Big Edie and her daughter, Little Edie, are the stars of the 1976 cult classic Grey Gardens, a documentary madly beloved by fashionistas, feminists, and gay men the world over. In the '40s, they were glamorous relatives of Jackie O; by the '70s, the Edies were living, Tennessee Williams-style, in a squalid Hamptons manse, locked in a toxic battle of wills (not to mention a toxic fug of cat-piss fumes). On April 18, HBO is going to be airing a feature film based on the documentary, starring Jessica Lange and Drew Barrymore. Fans cried foul at the casting of Gertie as Edie, but the official trailer has been making the rounds this week, and gosh darn it if Drew isn't spot-on. (See the O.G. Little E here and here.) And how gorgeous are those period costumes?

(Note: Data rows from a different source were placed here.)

//! Fan-out / fan-in over all dependency checks.
//!
//! # Responsibilities
//! - Announce every check before polling starts
//! - Spawn one poller task per check
//! - Collect each terminal outcome exactly once and reduce them to one verdict
//!
//! # Design Decisions
//! - Outcomes come back through the `JoinSet`, never through a shared flag
//! - Only this loop writes to the output sink, so lines never interleave
//! - Siblings keep running after a timeout unless `fail_fast` is set

use tokio::task::JoinSet;
use tokio::time::Instant;

use super::outcome::{CheckResult, GateReport, PollOutcome};
use super::poller::poll_until_ready;
use crate::check::DependencyCheck;
use crate::config::RunConfig;

/// Block until every check is ready or has timed out.
///
/// Returns `true` only if every check became ready.
pub async fn wait_for_deps(checks: Vec<Box<dyn DependencyCheck>>, config: &RunConfig) -> bool {
    wait_for_deps_report(checks, config).await.all_ready()
}

/// Same as [`wait_for_deps`], keeping the per-check outcomes.
pub async fn wait_for_deps_report(
    checks: Vec<Box<dyn DependencyCheck>>,
    config: &RunConfig,
) -> GateReport {
    let started = Instant::now();

    let mut results: Vec<CheckResult> = checks
        .iter()
        .map(|check| {
            let address = check.address();
            let timeout = check.timeout();
            config.write(&format!(
                "Trying to connect: {} - timeout = {:?}",
                address, timeout
            ));
            CheckResult {
                address,
                timeout,
                outcome: PollOutcome::Cancelled,
            }
        })
        .collect();
    let mut settled = vec![false; results.len()];

    let mut pollers = JoinSet::new();
    for (index, check) in checks.into_iter().enumerate() {
        let poll_interval = config.poll_interval;
        pollers.spawn(async move {
            let outcome = poll_until_ready(check.as_ref(), poll_interval).await;
            (index, outcome)
        });
    }

    while let Some(joined) = pollers.join_next().await {
        let (index, outcome) = match joined {
            Ok(done) => done,
            Err(e) => {
                if !e.is_cancelled() {
                    tracing::error!(error = %e, "Poller task failed");
                }
                continue;
            }
        };

        let result = &mut results[index];
        match outcome {
            PollOutcome::Ready { attempts, elapsed } => {
                tracing::info!(
                    address = %result.address,
                    attempts,
                    elapsed_ms = elapsed.as_millis() as u64,
                    "Dependency ready"
                );
            }
            PollOutcome::TimedOut { attempts, elapsed } => {
                tracing::warn!(
                    address = %result.address,
                    attempts,
                    elapsed_ms = elapsed.as_millis() as u64,
                    "Dependency timed out"
                );
                config.write(&format!("Timeout : {}", result.address));
                if config.fail_fast {
                    pollers.abort_all();
                }
            }
            PollOutcome::Cancelled => {}
        }
        result.outcome = outcome;
        settled[index] = true;
    }

    for (result, _) in results.iter().zip(&settled).filter(|(_, done)| !**done) {
        config.write(&format!("Cancelled : {}", result.address));
    }

    GateReport {
        results,
        elapsed: started.elapsed(),
    }
}

/// Run [`wait_for_deps`] on a fresh multi-threaded runtime.
///
/// For callers that are not already inside a tokio runtime.
pub fn wait_for_deps_blocking(
    checks: Vec<Box<dyn DependencyCheck>>,
    config: &RunConfig,
) -> std::io::Result<bool> {
    let runtime = tokio::runtime::Builder::new_multi_thread()
        .enable_all()
        .build()?;
    Ok(runtime.block_on(wait_for_deps(checks, config)))
}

I did an interview once with Doug Wright, who wrote the book for the 2006 Grey Gardens musical. As Wright described it, the whole saga of the Edies can be read as a parable about overparenting:
I'll watch the film once and think, wow, Big Edie was really a toxic narcissist who forced her daughter to live according to her rules, and in doing so undermined her daughter's entire life. ... And then I'll watch the documentary a second time and think, wow, Little Edie was really ill-equipped to live in the world; thank God her mother gave her sanctuary. And I think at the end of the day, both things are true.
Something to think about for those of us (be-childed or otherwise) planning to spend April 18 fashioning turbans out of hand towels.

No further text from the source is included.